Welches sind die Gründe für diese Defizite im Changemanagement (CM)? Die Studie von IBM liefert einige Erkenntnisse:
- CM-Benefits sind nicht klar (69 Prozent): Dies betrifft die Erfolgskriterien, die es als lohnend erscheinen lassen, in CM zu investieren (Wertzuwachs). Hier müssten spezifische Kriterien definiert werden, mit denen Projektresultate gemessen werden können.
- CM-Aktivitäten sind nicht klar (53 Prozent): Die Benefits aus zufälligen oder Ad-hoc-CM-Aktivitäten sind nicht fassbar, da diese in ihrer Absicht, ihrer Wirkung und ihren Folgen für die Organisation starken Schwankungen und Zufallsfaktoren unterworfen sind. Deswegen könnten Kernaktivitäten definiert werden, die mit jedem erfolgskritischen Projekt in Verbindung stehen. Diese CM-Aktivitäten können spezifisch in jedem Projektplan ausgewiesen werden.
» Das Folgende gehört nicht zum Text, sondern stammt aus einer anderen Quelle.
//! # Audio Toolchain
//!
//! The external concatenation/conversion capability the pipeline depends on.
//! The production implementation drives ffmpeg; tests substitute a byte-level
//! stub. Availability is probed once and exposed as the outward
//! "audio toolchain available" flag, so every append can fail fast instead of
//! spawning processes that cannot succeed.

use crate::audio::purge_file;
use crate::error::{AppError, AppResult};
use async_trait::async_trait;
use std::path::{Path, PathBuf};
use tokio::process::Command;
use tracing::{debug, error};

/// External audio concatenation and format conversion.
#[async_trait]
pub trait AudioToolchain: Send + Sync {
    /// Whether the underlying toolchain is usable at all.
    fn is_available(&self) -> bool;

    /// Concatenate `fragments` in order into `output`. On failure the partial
    /// output is discarded.
    async fn concat(&self, fragments: &[PathBuf], output: &Path) -> AppResult<()>;

    /// Convert an arbitrary uploaded audio file into the canonical format the
    /// transcription engine expects.
    async fn convert_to_canonical(&self, input: &Path, output: &Path) -> AppResult<()>;
}

/// ffmpeg-backed toolchain.
///
/// Concatenation goes through the concat demuxer: a `filelist.txt` listing
/// the fragment paths is written next to the output, handed to ffmpeg and
/// purged afterwards.
pub struct FfmpegToolchain {
    binary: String,
    available: bool,
}

impl FfmpegToolchain {
    /// Probe for ffmpeg once and remember the answer.
    pub async fn detect() -> Self {
        let binary = "ffmpeg".to_string();
        let available = Command::new(&binary)
            .arg("-version")
            .output()
            .await
            .map(|output| output.status.success())
            .unwrap_or(false);

        if !available {
            error!("ffmpeg is not installed or not in PATH, audio transcription will be unavailable");
        }

        Self { binary, available }
    }

    async fn run(&self, args: Vec<std::ffi::OsString>, context: &str) -> AppResult<()> {
        let output = Command::new(&self.binary)
            .args(args)
            .output()
            .await
            .map_err(|e| match e.kind() {
                std::io::ErrorKind::NotFound => {
                    AppError::MissingCapability("ffmpeg not installed or not in PATH".to_string())
                }
                _ => AppError::Internal(format!("Failed to spawn ffmpeg: {}", e)),
            })?;

        if !output.status.success() {
            return Err(AppError::EngineFailure(format!(
                "ffmpeg {} failed with {}: {}",
                context,
                output.status,
                String::from_utf8_lossy(&output.stderr).trim()
            )));
        }

        Ok(())
    }
}

#[async_trait]
impl AudioToolchain for FfmpegToolchain {
    fn is_available(&self) -> bool {
        self.available
    }

    async fn concat(&self, fragments: &[PathBuf], output: &Path) -> AppResult<()> {
        let scratch = output.parent().ok_or_else(|| {
            AppError::Internal(format!("Merge output {} has no parent directory", output.display()))
        })?;

        // concat demuxer input: one "file '<path>'" line per fragment
        let list_file = scratch.join("filelist.txt");
        let mut listing = String::new();
        for fragment in fragments {
            listing.push_str(&format!("file '{}'\n", fragment.display()));
        }
        std::fs::write(&list_file, listing)
            .map_err(|e| AppError::Internal(format!("Could not write {}: {}", list_file.display(), e)))?;

        let args: Vec<std::ffi::OsString> = vec![
            "-f".into(),
            "concat".into(),
            "-safe".into(),
            "0".into(),
            "-i".into(),
            list_file.clone().into(),
            "-c".into(),
            "copy".into(),
            output.into(),
        ];

        let result = self.run(args, "concat").await;
        purge_file(&list_file);

        if result.is_err() {
            purge_file(output);
        } else {
            debug!("Merged {} fragments into {}", fragments.len(), output.display());
        }

        result
    }

    async fn convert_to_canonical(&self, input: &Path, output: &Path) -> AppResult<()> {
        // 16 kHz mono wav, the format the transcription engine expects
        let args: Vec<std::ffi::OsString> = vec![
            "-i".into(),
            input.into(),
            "-ar".into(),
            "16000".into(),
            "-ac".into(),
            "1".into(),
            output.into(),
        ];

        let result = self.run(args, "convert").await;
        if result.is_err() {
            purge_file(output);
        }
        result
    }
}

#[cfg(test)]
pub(crate) mod stub {
    //! Byte-level toolchain used by pipeline and registry tests: "merging" is
    //! plain concatenation of the fragment files.

    use super::*;

    pub struct StubToolchain {
        pub available: bool,
    }

    impl StubToolchain {
        pub fn new() -> Self {
            Self { available: true }
        }

        pub fn unavailable() -> Self {
            Self { available: false }
        }
    }

    #[async_trait]
    impl AudioToolchain for StubToolchain {
        fn is_available(&self) -> bool {
            self.available
        }

        async fn concat(&self, fragments: &[PathBuf], output: &Path) -> AppResult<()> {
            let mut merged = Vec::new();
            for fragment in fragments {
                let bytes = std::fs::read(fragment)
                    .map_err(|e| AppError::EngineFailure(format!("{}: {}", fragment.display(), e)))?;
                merged.extend_from_slice(&bytes);
            }
            std::fs::write(output, merged).map_err(AppError::from)
        }

        async fn convert_to_canonical(&self, input: &Path, output: &Path) -> AppResult<()> {
            std::fs::copy(input, output).map_err(AppError::from)?;
            Ok(())
        }
    }
}
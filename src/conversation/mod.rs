//! # Conversation Layer
//!
//! Message history, prompt construction and the per-session reply flow that
//! streams generated text and per-sentence speech back to the client.

pub mod message;
pub mod prompt;
pub mod session;

pub use message::Sender;
pub use session::ConversationSession;
//! # Per-Session Outbound Channel
//!
//! Every session owns one outbound channel carrying the events the transport
//! forwards to the client: full messages, incremental stream chunks,
//! transcriptions, synthesized speech and error notices. The core components
//! (pipeline, conversation, registry) write into the sending half; the
//! WebSocket actor drains the receiving half.
//!
//! The channel is unbounded: producers are paced by the engines feeding them
//! (generation throughput, transcription latency), so the queue stays small
//! in practice and the senders never need to suspend.

use crate::conversation::message::{Message, Sender};
use serde::{Deserialize, Serialize};
use tokio::sync::mpsc;
use tracing::debug;
use uuid::Uuid;

/// Events emitted to one session's transport connection.
///
/// Serialized as internally tagged JSON, e.g.
/// `{"event":"transcription","text":"hello world"}`.
#[derive(Debug, Clone, Serialize, Deserialize, PartialEq)]
#[serde(tag = "event", rename_all = "snake_case")]
pub enum OutboundEvent {
    /// A complete conversation message (welcome, reply status, errors)
    Message {
        id: Uuid,
        sender: String,
        content: String,
    },

    /// One incremental fragment of an in-progress assistant reply. All
    /// fragments of one reply carry the same message id.
    StreamMessage {
        id: Uuid,
        sender: String,
        content: String,
    },

    /// Latest transcription of the session's merged audio
    Transcription { text: String },

    /// One sentence of synthesized speech, base64-encoded audio bytes
    SpeechFile { audio: String },

    /// Out-of-band error notice (missing toolchain, timeouts, ...)
    ErrorMessage { sender: Sender, content: String },
}

/// Sending half handed to the session's components.
///
/// Cloneable so the pipeline, the conversation and the registry can all hold
/// one. A send to a disconnected client is not an error: the event is dropped
/// and logged at debug level.
#[derive(Debug, Clone)]
pub struct OutboundSender {
    tx: mpsc::UnboundedSender<OutboundEvent>,
}

/// Create the outbound channel for one session.
pub fn channel() -> (OutboundSender, mpsc::UnboundedReceiver<OutboundEvent>) {
    let (tx, rx) = mpsc::unbounded_channel();
    (OutboundSender { tx }, rx)
}

impl OutboundSender {
    pub fn send(&self, event: OutboundEvent) {
        if self.tx.send(event).is_err() {
            debug!("Outbound channel closed, dropping event");
        }
    }

    /// Emit a complete conversation message.
    pub fn message(&self, message: &Message) {
        self.send(OutboundEvent::Message {
            id: message.id,
            sender: message.sender.as_str().to_string(),
            content: message.content.clone(),
        });
    }

    /// Emit one streamed fragment of the reply identified by `id`.
    pub fn stream_chunk(&self, id: Uuid, sender: &str, chunk: &str) {
        self.send(OutboundEvent::StreamMessage {
            id,
            sender: sender.to_string(),
            content: chunk.to_string(),
        });
    }

    pub fn transcription(&self, text: &str) {
        self.send(OutboundEvent::Transcription { text: text.to_string() });
    }

    pub fn speech_file(&self, base64_audio: String) {
        self.send(OutboundEvent::SpeechFile { audio: base64_audio });
    }

    pub fn error_message(&self, message: &str) {
        self.send(OutboundEvent::ErrorMessage {
            sender: Sender::Error,
            content: message.to_string(),
        });
    }
}

#[cfg(test)]
mod tests {
    use super::*;
    use crate::conversation::message::{Message, Sender};

    #[test]
    fn test_event_serialization_is_tagged() {
        let event = OutboundEvent::Transcription { text: "hello world".to_string() };
        let json = serde_json::to_string(&event).unwrap();
        assert!(json.contains(r#""event":"transcription""#));
        assert!(json.contains("hello world"));

        let event = OutboundEvent::ErrorMessage {
            sender: Sender::Error,
            content: "ffmpeg missing".to_string(),
        };
        let json = serde_json::to_string(&event).unwrap();
        assert!(json.contains(r#""event":"error_message""#));
        assert!(json.contains(r#""sender":"error""#));
    }

    #[test]
    fn test_message_event_carries_sender_tag() {
        let (tx, mut rx) = channel();
        let message = Message::new(Sender::Info, "Welcome");
        tx.message(&message);

        match rx.try_recv().unwrap() {
            OutboundEvent::Message { id, sender, content } => {
                assert_eq!(id, message.id);
                assert_eq!(sender, "info");
                assert_eq!(content, "Welcome");
            }
            other => panic!("Unexpected event: {:?}", other),
        }
    }

    #[test]
    fn test_send_after_receiver_dropped_is_swallowed() {
        let (tx, rx) = channel();
        drop(rx);
        // Must not panic or error out
        tx.error_message("client already gone");
    }
}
- CM-Rollen sind nicht klar (49 Prozent): Die Rollen der Change Professionals sind weder klar definiert noch gut aufeinander abgestimmt, sodass Aufgaben, Verantwortlichkeiten und das genaue Zusammenspiel nicht explizit bekannt sind und somit auch nicht genutzt werden können.
- Mangel an gut ausgebildeten CM-Ressourcen (43 Prozent): Viele Organisationen haben Veränderungswünsche, aber kein geeignetes Wissen und/oder keine geeigneten Fähigkeiten dazu. Unzureichend ausgebildete Personen werden aber trotzdem mit Change-Projekten betraut. Stattdessen müsste der schnelle Aufbau von CM-Know-how und -Skills betrieben und prominent in der Organisation verankert werden.
- CM ist zu teuer (26 Prozent): Der Aufbau neuer Ressourcen, die Nutzung neuer Tools und Verfahren oder auch ein systematisches CM-Training können kostenintensiv sein. Wie teuer es in Zukunft werden kann, wenn in diesen Bereich nicht genügend investiert wird, wäre allerdings als Gegenrechnung aufzumachen.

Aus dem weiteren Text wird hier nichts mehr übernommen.